Corona – 2G: Im FAZ-Einspruch kritisiert der emeritierte Rechtsprofessor Alexander Blankenagel die Hamburger 2G-Regelung, wonach Dienstleister den Zugang zu ihren Einrichtungen auf Geimpfte und Genesene beschränken können. Hier werde ein faktischer Impfzwang eingeführt, obwohl die Impfung (wie der Autor behauptet) "nicht besonders effektiv" sei – im Gegensatz zu sehr genauen PCR-Tests. Außerdem finde hier, so der Vorwurf des Autors, eine "neue Form der Flucht ins Privatrecht" statt. Nicht die Stadt Hamburg verordne die 2G-Regel, sondern sie versuche, durch das In-Aussicht-Stellen von geschäftlichen oder anderen Vorteilen private Unternehmen dazu zu bewegen, ihre Dienstleistungen ausschließlich Geimpften und Genesenen anzubieten. Offenkundiger Grund für dieses Manöver der Stadt sei die manifeste Rechtswidrigkeit einer entsprechenden Rechtsverordnung durch die Stadt selbst.

Europäische Staatsanwaltschaft: Warum sich Slowenien bei der Benennung ihrer Delegierten Europäischen Staatsanwälte so schwertut, erläutert der in den Niederlanden lehrende Rechtsprofessor Jure Vidmar im Verfassungsblog (in englischer Sprache).

Justiz

70 Jahre BVerfG: Heribert Prantl (Sa-SZ) sieht das Bundesverfassungsgericht "schwächeln". Der Mut lasse nach, die Raffinesse der Entscheidungen schwinde, die Kraft zu politischer Wegweisung gehe dahin. Als Beweis führt er mehrere aktuelle Entscheidungen an: So lese sich die zweite Hartz-IV-Entscheidung wie eine Distanzierung zur "fulminanten" ersten und der Abzug der Bundeswehr aus Afghanistan lenke den Blick darauf, dass das Verfassungsgericht die verfassungsrechtlichen Probleme, die die Auslandseinsätze mit sich brächten, bis zum heutigen Tag habe schleifen lassen. In Europa-Fragen habe sich das Gericht "komplett verrannt". 

BGH zu NSU: In seinem Revisionsbeschluss zum NSU-Prozess kritisierte der Bundesgerichtshof die Urteilsgründe des Oberlandesgerichts München als zu lang, schreibt spiegel.de.
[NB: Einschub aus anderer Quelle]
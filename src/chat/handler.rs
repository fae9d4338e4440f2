//! Response orchestration for chat turns and session analysis.
//!
//! Per turn:
//! 1. Sanitize the latest player message
//! 2. Short-circuit rejected input with an in-character taunt
//! 3. Substitute the cleaned text into a private copy of the transcript
//! 4. Enrich the system prompt with retrieved context, if any
//! 5. One JSON-mode completion call
//! 6. Parse the reply; any failure becomes an error payload
//!
//! Nothing here retries, and no error escapes: callers always get a
//! [`ChatReply`] or an [`AnalysisOutcome`].

use std::sync::Arc;

use serde::de::DeserializeOwned;

use crate::llms::base_llm::{BaseLLM, CompletionRequest};
use crate::persona::analysis_prompt;
use crate::rag::{enrich_messages, ContextRetriever};
use crate::security::{DenylistSanitizer, InputSanitizer};
use crate::types::{AnalysisOutcome, ChatMessage, ChatReply, Role, RoundRecord, SessionAnalysis};
use crate::utilities::config::{DEFAULT_ANALYSIS_MODEL, DEFAULT_CHAT_MODEL};
use crate::utilities::errors::LlmError;

// ============================================================================
// Fixed payloads
// ============================================================================

/// Reply to input the sanitizer rejected.
pub const TAUNT_RESPONSE: &str = "죄송하지만 기술적인 공격이네요. 안통한다 애송이!";
pub const TAUNT_REASON: &str = "기술적인 공격";
pub const TAUNT_SCORE: i64 = -100;

/// Prefix of the reply text when the completion call fails.
pub const ERROR_RESPONSE_PREFIX: &str = "🚨 오류 발생: ";
/// Prefix of the analysis error when the completion call fails.
pub const ANALYSIS_ERROR_PREFIX: &str = "분석 실패: ";

/// Reply when no completion client is configured.
pub const NOT_CONFIGURED_RESPONSE: &str = "🚨 API Key가 설정되지 않았습니다.";
/// Analysis error when no completion client is configured.
pub const NOT_CONFIGURED_ERROR: &str = "API Key가 설정되지 않았습니다.";

// ============================================================================
// Orchestrator
// ============================================================================

/// Turns transcripts into partner replies and sessions into reports.
///
/// All collaborators are injected. Without a completion client the
/// orchestrator runs degraded and answers every call with a fixed
/// "not configured" payload.
#[derive(Debug, Clone)]
pub struct ResponseOrchestrator {
    llm: Option<Arc<dyn BaseLLM>>,
    sanitizer: Arc<dyn InputSanitizer>,
    retriever: Option<Arc<dyn ContextRetriever>>,
    chat_model: String,
    analysis_model: String,
}

impl ResponseOrchestrator {
    pub fn new(llm: Option<Arc<dyn BaseLLM>>) -> Self {
        Self {
            llm,
            sanitizer: Arc::new(DenylistSanitizer::new()),
            retriever: None,
            chat_model: DEFAULT_CHAT_MODEL.to_string(),
            analysis_model: DEFAULT_ANALYSIS_MODEL.to_string(),
        }
    }

    pub fn with_sanitizer(mut self, sanitizer: Arc<dyn InputSanitizer>) -> Self {
        self.sanitizer = sanitizer;
        self
    }

    pub fn with_retriever(mut self, retriever: Option<Arc<dyn ContextRetriever>>) -> Self {
        self.retriever = retriever;
        self
    }

    pub fn with_models(
        mut self,
        chat_model: impl Into<String>,
        analysis_model: impl Into<String>,
    ) -> Self {
        self.chat_model = chat_model.into();
        self.analysis_model = analysis_model.into();
        self
    }

    pub fn is_configured(&self) -> bool {
        self.llm.is_some()
    }

    /// Produce the partner's reply to the latest player message.
    pub async fn get_reply(&self, conversation: &[ChatMessage]) -> ChatReply {
        let Some(llm) = self.llm.as_ref() else {
            return ChatReply::new(NOT_CONFIGURED_RESPONSE, 0);
        };

        let mut messages = conversation.to_vec();
        let latest_user = conversation.iter().rposition(|m| m.role == Role::User);

        // ── Steps 1-3: sanitize, short-circuit, substitute ──────────────
        if let Some(idx) = latest_user {
            let original = &conversation[idx].content;
            let verdict = self.sanitizer.sanitize(original);
            if !verdict.safe {
                log::warn!(
                    "Rejected player input ({:?}): {}",
                    verdict.rejection,
                    verdict.warning
                );
                return ChatReply::new(TAUNT_RESPONSE, TAUNT_SCORE).with_reason(TAUNT_REASON);
            }
            if verdict.cleaned != *original {
                log::debug!("Player input normalized before completion");
                messages[idx].content = verdict.cleaned;
            }
        }

        // ── Step 4: enrichment ──────────────────────────────────────────
        let query = latest_user
            .map(|idx| messages[idx].content.clone())
            .filter(|text| !text.is_empty());
        let messages = match (self.retriever.as_ref(), query) {
            (Some(retriever), Some(query)) => {
                match retriever.search_context(&query).await {
                    Ok(context) => enrich_messages(&messages, &context),
                    Err(e) => {
                        log::warn!("Context retrieval failed, continuing without it: {e:#}");
                        messages
                    }
                }
            }
            _ => messages,
        };

        // ── Steps 5-6: completion and parse ─────────────────────────────
        match request_json::<ChatReply>(llm.as_ref(), &self.chat_model, &messages).await {
            Ok(reply) => reply,
            Err(e) => {
                log::error!("Chat completion via {} failed: {e}", llm.provider());
                ChatReply::new(format!("{ERROR_RESPONSE_PREFIX}{e}"), 0)
            }
        }
    }

    /// Summarize every round of a session into a compatibility report.
    pub async fn analyze_session(&self, rounds: &[RoundRecord]) -> AnalysisOutcome {
        let Some(llm) = self.llm.as_ref() else {
            return AnalysisOutcome::Failed {
                error: NOT_CONFIGURED_ERROR.to_string(),
            };
        };

        let messages = vec![
            ChatMessage::system(analysis_prompt()),
            ChatMessage::user(format!(
                "다음 대화 기록을 분석해줘:\n{}",
                render_transcript(rounds)
            )),
        ];

        match request_json::<SessionAnalysis>(llm.as_ref(), &self.analysis_model, &messages).await
        {
            Ok(analysis) => AnalysisOutcome::Completed(analysis),
            Err(e) => {
                log::error!("Session analysis via {} failed: {e}", llm.provider());
                AnalysisOutcome::Failed {
                    error: format!("{ANALYSIS_ERROR_PREFIX}{e}"),
                }
            }
        }
    }
}

// ============================================================================
// Helpers
// ============================================================================

async fn request_json<T: DeserializeOwned>(
    llm: &dyn BaseLLM,
    model: &str,
    messages: &[ChatMessage],
) -> Result<T, LlmError> {
    let content = llm.complete(CompletionRequest::json(model, messages)).await?;
    Ok(serde_json::from_str(&content)?)
}

/// Render all rounds as one role-tagged text block. System entries are
/// left out.
pub fn render_transcript(rounds: &[RoundRecord]) -> String {
    let mut text = String::new();
    for round in rounds {
        let number = round
            .round
            .map(|n| n.to_string())
            .unwrap_or_else(|| "?".to_string());
        let persona = round.persona.map(|p| p.code()).unwrap_or("UNKNOWN");
        let score = round
            .final_score
            .map(format_score)
            .unwrap_or_else(|| "N/A".to_string());

        text.push_str(&format!(
            "\n\n### 라운드 {number}: {persona} 타입 (최종 호감도: {score})\n"
        ));
        for msg in &round.messages {
            match msg.role {
                Role::User => text.push_str(&format!("[USER]: {}\n", msg.content)),
                Role::Assistant => text.push_str(&format!("[AI]: {}\n", msg.content)),
                Role::System => {}
            }
        }
    }
    text
}

/// Whole numbers render without a fractional part.
fn format_score(score: f64) -> String {
    if score.is_finite() && score.fract() == 0.0 {
        format!("{}", score as i64)
    } else {
        score.to_string()
    }
}

// ============================================================================
// Tests
// ============================================================================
Die "vielfache Wiederholung der nämlichen Mitteilung für jede einzelne Tat" führe "zu einem sachlich nicht gebotenen und der Lesbarkeit abträglichen außergewöhnlichen Umfang der Urteilsgründe", so die Karlsruher Richter. Die Wiederholungen machten aber die "Entscheidung nicht rechtsfehlerhaft".

OLG Düsseldorf – Bierkartell: Über den Auftakt im neuen Prozess um das Bierkartell berichtet Rechtsprofessor Rupprecht Podszun im D'Kart Antitrust Blog. Es geht um ein 62-Mio-Euro-Bußgeld, das das Bundeskartellamt gegen die Carlsberg Brauerei verhängt und das das Oberlandesgericht Düsseldorf später auf null reduziert hatte. Der Bundesgerichtshof hat diese Entscheidung dann aufgehoben und das Verfahren an das OLG zurückverwiesen, das jetzt zunächst 33 Verhandlungstage terminiert hat.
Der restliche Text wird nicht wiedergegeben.